Admissibility Of ‘With Prejudice’ Settlement Offers

The importance of content and substance was dealt with in the Ontario Superior Court’s recent decision in Canadian Flight Academy Ltd. v. The Corporation of the City of Oshawa, 2024 ONSC 2756. In that decision, the court was considering an objection to the introduction of a ‘with prejudice’ letter as evidence at trial. The plaintiff, Canadian Flight Academy (“CFA”), had delivered a settlement offer in the form of a letter marked ‘with prejudice’ to the defendant, the City of Oshawa (“Oshawa”). CFA attempted to introduce the ‘with prejudice’ letter as evidence at trial. Oshawa objected to the inclusion of the letter on the basis that it was subject to settlement privilege. Even though the letter was marked ‘with prejudice’, the trial judge held that the letter would not be admitted as evidence at trial. The fact that the letter was marked ‘with prejudice’ did not change its character as a communication in furtherance of settlement and the trial judge found that the letter was “very clearly an offer to settle the litigation”. The trial judge found that “even one offer” communicated in furtherance of settlement is sufficient to trigger settlement privilege. In this case, settlement privilege attached to the letter and could not be unilaterally waived by either party. CFA was not entitled to disclose the ‘with prejudice’ offer during the trial proceeding.

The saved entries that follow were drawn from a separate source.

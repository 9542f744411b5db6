// This Source Code Form is subject to the terms of the Mozilla Public
// License, v. 2.0. If a copy of the MPL was not distributed with this
// file, You can obtain one at https://mozilla.org/MPL/2.0/.

mod agent;

pub use agent::{Agent, Options};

This decision makes it clear that courts are highly reticent to allow any communications discussing settlement to be used as evidence in court. Even labelling a communication as ‘with prejudice’ (typically an indication to the court that the communication is being made with the intent that it may later be disclosed or relied upon) may not be sufficient to dislodge the protection of settlement privilege. It may be possible to deliver a ‘with prejudice’ settlement offer that can be used in court but this recent decision makes it clear that courts will not lightly dismiss claims of settlement privilege. Parties seeking to strategically send communications ‘with prejudice’, especially communications that touch on settlement discussions, must carefully consider the possible invocation of settlement privilege if they intend to rely on those ‘with prejudice’ communications during the litigation and prepare those communications with clarity of purpose and position.

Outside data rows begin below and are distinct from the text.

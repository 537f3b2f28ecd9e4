// SPDX-License-Identifier: Apache-2.0 OR MIT
// Copyright (c) 2025-2026 naskel.com

//! Timestamped basic data types exchanged by data ports.

use super::{CdrData, CdrError, CdrReader, CdrWriter};
use std::time::{SystemTime, UNIX_EPOCH};

/// Wall-clock timestamp carried by every timed sample.
#[derive(Debug, Clone, Copy, PartialEq, Eq, PartialOrd, Ord, Hash, Default)]
pub struct Time {
    /// Seconds since the Unix epoch.
    pub sec: u32,
    /// Nanoseconds within the second.
    pub nsec: u32,
}

impl Time {
    /// Current wall-clock time.
    pub fn now() -> Self {
        let d = SystemTime::now()
            .duration_since(UNIX_EPOCH)
            .unwrap_or_default();
        Self {
            sec: u32::try_from(d.as_secs()).unwrap_or(u32::MAX),
            nsec: d.subsec_nanos(),
        }
    }
}

impl CdrData for Time {
    const TYPE_NAME: &'static str = "RTC::Time";

    fn encode(&self, w: &mut CdrWriter) {
        w.write_u32(self.sec);
        w.write_u32(self.nsec);
    }

    fn decode(r: &mut CdrReader<'_>) -> Result<Self, CdrError> {
        Ok(Self {
            sec: r.read_u32()?,
            nsec: r.read_u32()?,
        })
    }
}

macro_rules! timed_types {
    ($($(#[$doc:meta])* $name:ident($ty:ty) => $type_name:expr;)*) => {
        $(
            $(#[$doc])*
            #[derive(Debug, Clone, PartialEq, Default)]
            pub struct $name {
                /// Sample timestamp.
                pub tm: Time,
                /// Sample value.
                pub data: $ty,
            }

            impl $name {
                /// Sample stamped with the current time.
                pub fn now(data: $ty) -> Self {
                    Self { tm: Time::now(), data }
                }
            }

            impl CdrData for $name {
                const TYPE_NAME: &'static str = $type_name;

                fn encode(&self, w: &mut CdrWriter) {
                    self.tm.encode(w);
                    self.data.encode(w);
                }

                fn decode(r: &mut CdrReader<'_>) -> Result<Self, CdrError> {
                    let tm = Time::decode(r)?;
                    let data = <$ty>::decode(r)?;
                    Ok(Self { tm, data })
                }
            }
        )*
    };
}

timed_types! {
    /// Timestamped `double`.
    TimedDouble(f64) => "IDL:RTC/TimedDouble:1.0";
    /// Timestamped `float`.
    TimedFloat(f32) => "IDL:RTC/TimedFloat:1.0";
    /// Timestamped `long`.
    TimedLong(i32) => "IDL:RTC/TimedLong:1.0";
    /// Timestamped `unsigned long`.
    TimedULong(u32) => "IDL:RTC/TimedULong:1.0";
    /// Timestamped `short`.
    TimedShort(i16) => "IDL:RTC/TimedShort:1.0";
    /// Timestamped `boolean`.
    TimedBoolean(bool) => "IDL:RTC/TimedBoolean:1.0";
    /// Timestamped `octet`.
    TimedOctet(u8) => "IDL:RTC/TimedOctet:1.0";
    /// Timestamped `string`.
    TimedString(String) => "IDL:RTC/TimedString:1.0";
    /// Timestamped sequence of `double`.
    TimedDoubleSeq(Vec<f64>) => "IDL:RTC/TimedDoubleSeq:1.0";
    /// Timestamped sequence of `long`.
    TimedLongSeq(Vec<i32>) => "IDL:RTC/TimedLongSeq:1.0";
    /// Timestamped sequence of `octet`.
    TimedOctetSeq(Vec<u8>) => "IDL:RTC/TimedOctetSeq:1.0";
}

#[cfg(test)]
mod tests {
    use super::*;
    use crate::cdr::{deserialize, serialize, Endian};

    #[test]
    fn test_timed_string_big_endian() {
        let sample = TimedString {
            tm: Time { sec: 10, nsec: 20 },
            data: "hello".to_string(),
        };
        let data = serialize(&sample, Endian::Big);
        assert_eq!(&data.as_bytes()[..8], &[0, 0, 0, 10, 0, 0, 0, 20]);
        let back: TimedString = deserialize(&data).expect("decode");
        assert_eq!(back, sample);
    }

    #[test]
    fn test_timed_double_alignment() {
        let sample = TimedDouble {
            tm: Time { sec: 1, nsec: 2 },
            data: 3.5,
        };
        let data = serialize(&sample, Endian::Little);
        assert_eq!(data.len(), 16);
    }
}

The information and comments herein are for the general information of the reader and are not intended as advice or opinion to be relied upon in relation to any particular circumstances. For particular application of the law to specific situations, the reader should seek professional advice.


[1] Union Carbide Canada Inc. v. Bombardier Inc.2014 SCC 35[2014] 1 S.C.R. 800, at para. 31.

[2] Re Hollinger Inc., 2011 ONCA 579107 O.R. (3d) 1, at para. 16.